Collected data
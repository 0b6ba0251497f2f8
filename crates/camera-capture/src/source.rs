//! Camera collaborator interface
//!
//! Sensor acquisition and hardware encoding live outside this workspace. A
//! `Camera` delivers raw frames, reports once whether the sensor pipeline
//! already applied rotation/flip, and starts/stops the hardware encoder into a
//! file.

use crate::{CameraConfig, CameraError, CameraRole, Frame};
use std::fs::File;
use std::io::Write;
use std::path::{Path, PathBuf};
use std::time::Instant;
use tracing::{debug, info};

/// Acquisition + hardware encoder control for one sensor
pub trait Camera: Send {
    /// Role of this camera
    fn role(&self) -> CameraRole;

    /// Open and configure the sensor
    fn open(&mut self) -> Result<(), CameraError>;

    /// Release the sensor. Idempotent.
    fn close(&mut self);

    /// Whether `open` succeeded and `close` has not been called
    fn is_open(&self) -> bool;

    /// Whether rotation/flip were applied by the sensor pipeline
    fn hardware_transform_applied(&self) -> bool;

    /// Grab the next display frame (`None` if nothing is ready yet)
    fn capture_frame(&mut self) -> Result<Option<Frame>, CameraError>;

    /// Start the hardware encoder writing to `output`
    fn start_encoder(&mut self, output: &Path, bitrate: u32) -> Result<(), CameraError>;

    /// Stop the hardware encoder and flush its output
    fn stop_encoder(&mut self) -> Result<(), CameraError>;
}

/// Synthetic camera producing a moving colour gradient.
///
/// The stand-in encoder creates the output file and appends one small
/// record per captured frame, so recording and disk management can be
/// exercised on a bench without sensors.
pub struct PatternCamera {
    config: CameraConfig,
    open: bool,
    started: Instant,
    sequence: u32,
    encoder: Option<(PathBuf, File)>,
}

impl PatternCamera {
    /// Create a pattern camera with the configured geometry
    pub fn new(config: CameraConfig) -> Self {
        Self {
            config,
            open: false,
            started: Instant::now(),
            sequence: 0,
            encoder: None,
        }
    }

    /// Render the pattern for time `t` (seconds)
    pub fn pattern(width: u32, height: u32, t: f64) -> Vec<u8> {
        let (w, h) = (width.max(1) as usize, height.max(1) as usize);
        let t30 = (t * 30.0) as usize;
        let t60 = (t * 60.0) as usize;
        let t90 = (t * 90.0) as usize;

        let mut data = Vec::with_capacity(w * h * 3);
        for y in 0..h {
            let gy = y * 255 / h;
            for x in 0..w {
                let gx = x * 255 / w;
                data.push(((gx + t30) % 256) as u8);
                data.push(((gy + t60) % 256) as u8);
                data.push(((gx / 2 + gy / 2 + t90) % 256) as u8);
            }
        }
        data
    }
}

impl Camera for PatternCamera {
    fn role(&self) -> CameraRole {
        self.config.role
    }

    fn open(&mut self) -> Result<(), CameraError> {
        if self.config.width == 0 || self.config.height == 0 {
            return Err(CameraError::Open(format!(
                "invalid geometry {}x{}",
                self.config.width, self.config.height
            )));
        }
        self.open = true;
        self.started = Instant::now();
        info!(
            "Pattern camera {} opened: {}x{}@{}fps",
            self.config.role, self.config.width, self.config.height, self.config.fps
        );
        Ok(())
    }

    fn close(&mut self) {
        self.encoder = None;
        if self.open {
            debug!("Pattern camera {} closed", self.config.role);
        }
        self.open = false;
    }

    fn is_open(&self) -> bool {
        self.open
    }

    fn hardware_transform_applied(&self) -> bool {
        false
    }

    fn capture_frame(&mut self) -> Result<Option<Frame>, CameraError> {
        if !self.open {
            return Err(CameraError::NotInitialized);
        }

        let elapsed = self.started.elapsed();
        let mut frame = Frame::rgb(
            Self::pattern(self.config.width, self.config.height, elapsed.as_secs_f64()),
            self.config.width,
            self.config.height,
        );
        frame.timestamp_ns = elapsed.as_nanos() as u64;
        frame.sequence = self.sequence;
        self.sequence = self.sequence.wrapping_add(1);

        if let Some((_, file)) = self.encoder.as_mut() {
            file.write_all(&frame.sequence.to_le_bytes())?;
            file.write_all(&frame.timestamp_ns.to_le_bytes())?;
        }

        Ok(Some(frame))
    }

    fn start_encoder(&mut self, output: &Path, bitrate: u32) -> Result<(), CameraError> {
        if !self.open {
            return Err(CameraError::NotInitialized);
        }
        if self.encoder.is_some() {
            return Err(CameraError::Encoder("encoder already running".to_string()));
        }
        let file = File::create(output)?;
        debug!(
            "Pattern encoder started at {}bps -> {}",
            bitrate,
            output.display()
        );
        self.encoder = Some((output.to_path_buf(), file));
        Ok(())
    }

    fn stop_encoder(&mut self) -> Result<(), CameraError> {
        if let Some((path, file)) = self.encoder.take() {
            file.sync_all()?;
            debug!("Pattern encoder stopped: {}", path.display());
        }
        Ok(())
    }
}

...

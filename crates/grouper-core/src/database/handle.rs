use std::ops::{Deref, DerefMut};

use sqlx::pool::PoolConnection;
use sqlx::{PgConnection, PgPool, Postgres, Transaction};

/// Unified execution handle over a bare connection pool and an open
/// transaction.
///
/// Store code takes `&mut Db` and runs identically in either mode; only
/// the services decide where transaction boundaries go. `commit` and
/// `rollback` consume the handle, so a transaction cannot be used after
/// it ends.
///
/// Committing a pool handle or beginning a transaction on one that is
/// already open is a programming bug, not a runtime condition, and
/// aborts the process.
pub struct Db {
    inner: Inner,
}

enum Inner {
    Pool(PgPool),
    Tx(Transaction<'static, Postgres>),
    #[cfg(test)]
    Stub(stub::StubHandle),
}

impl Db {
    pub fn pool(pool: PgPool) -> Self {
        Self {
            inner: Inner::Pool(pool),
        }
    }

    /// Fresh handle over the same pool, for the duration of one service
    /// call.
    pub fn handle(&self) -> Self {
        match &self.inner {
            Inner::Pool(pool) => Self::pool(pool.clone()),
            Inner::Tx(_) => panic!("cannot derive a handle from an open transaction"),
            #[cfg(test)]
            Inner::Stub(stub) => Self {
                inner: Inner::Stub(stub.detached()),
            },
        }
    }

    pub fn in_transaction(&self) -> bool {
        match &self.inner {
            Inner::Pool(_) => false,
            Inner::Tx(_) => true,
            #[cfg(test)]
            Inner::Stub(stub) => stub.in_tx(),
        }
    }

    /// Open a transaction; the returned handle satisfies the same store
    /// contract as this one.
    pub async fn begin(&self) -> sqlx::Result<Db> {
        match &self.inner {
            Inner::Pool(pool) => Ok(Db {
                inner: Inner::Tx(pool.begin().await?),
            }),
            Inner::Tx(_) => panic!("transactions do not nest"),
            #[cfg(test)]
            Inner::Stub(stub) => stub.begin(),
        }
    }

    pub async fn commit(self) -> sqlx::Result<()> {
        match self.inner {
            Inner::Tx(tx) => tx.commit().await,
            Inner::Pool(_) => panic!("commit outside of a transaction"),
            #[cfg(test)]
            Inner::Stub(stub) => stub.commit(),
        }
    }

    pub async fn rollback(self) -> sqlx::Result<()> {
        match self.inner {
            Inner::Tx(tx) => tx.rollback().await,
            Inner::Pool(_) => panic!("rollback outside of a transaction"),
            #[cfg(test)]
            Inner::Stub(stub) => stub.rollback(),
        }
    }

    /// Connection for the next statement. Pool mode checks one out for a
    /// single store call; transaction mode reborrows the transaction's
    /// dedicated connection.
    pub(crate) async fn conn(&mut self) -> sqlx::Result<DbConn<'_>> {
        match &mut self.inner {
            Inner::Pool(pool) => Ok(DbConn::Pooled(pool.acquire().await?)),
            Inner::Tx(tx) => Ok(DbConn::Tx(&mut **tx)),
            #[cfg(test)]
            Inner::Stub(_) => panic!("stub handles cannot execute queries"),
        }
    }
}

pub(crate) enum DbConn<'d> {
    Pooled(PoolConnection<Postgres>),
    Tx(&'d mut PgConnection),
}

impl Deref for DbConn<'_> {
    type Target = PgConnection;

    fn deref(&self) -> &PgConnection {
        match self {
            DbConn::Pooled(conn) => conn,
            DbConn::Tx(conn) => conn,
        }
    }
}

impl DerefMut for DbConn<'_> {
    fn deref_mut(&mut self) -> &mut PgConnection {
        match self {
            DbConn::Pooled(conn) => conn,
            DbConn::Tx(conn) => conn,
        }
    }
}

» GOAL OF THE EXERCISE: Using the entries above, return exactly the lines from the line with "repository 0b6ba0251497f2f8" to the line with "encoder into a", counting both of those lines.

» TASK ANSWER:
repository 0b6ba0251497f2f8
filename crates/camera-capture/src/source.rs
//! Camera collaborator interface
//!
//! Sensor acquisition and hardware encoding live outside this workspace. A
//! `Camera` delivers raw frames, reports once whether the sensor pipeline
//! already applied rotation/flip, and starts/stops the hardware encoder into a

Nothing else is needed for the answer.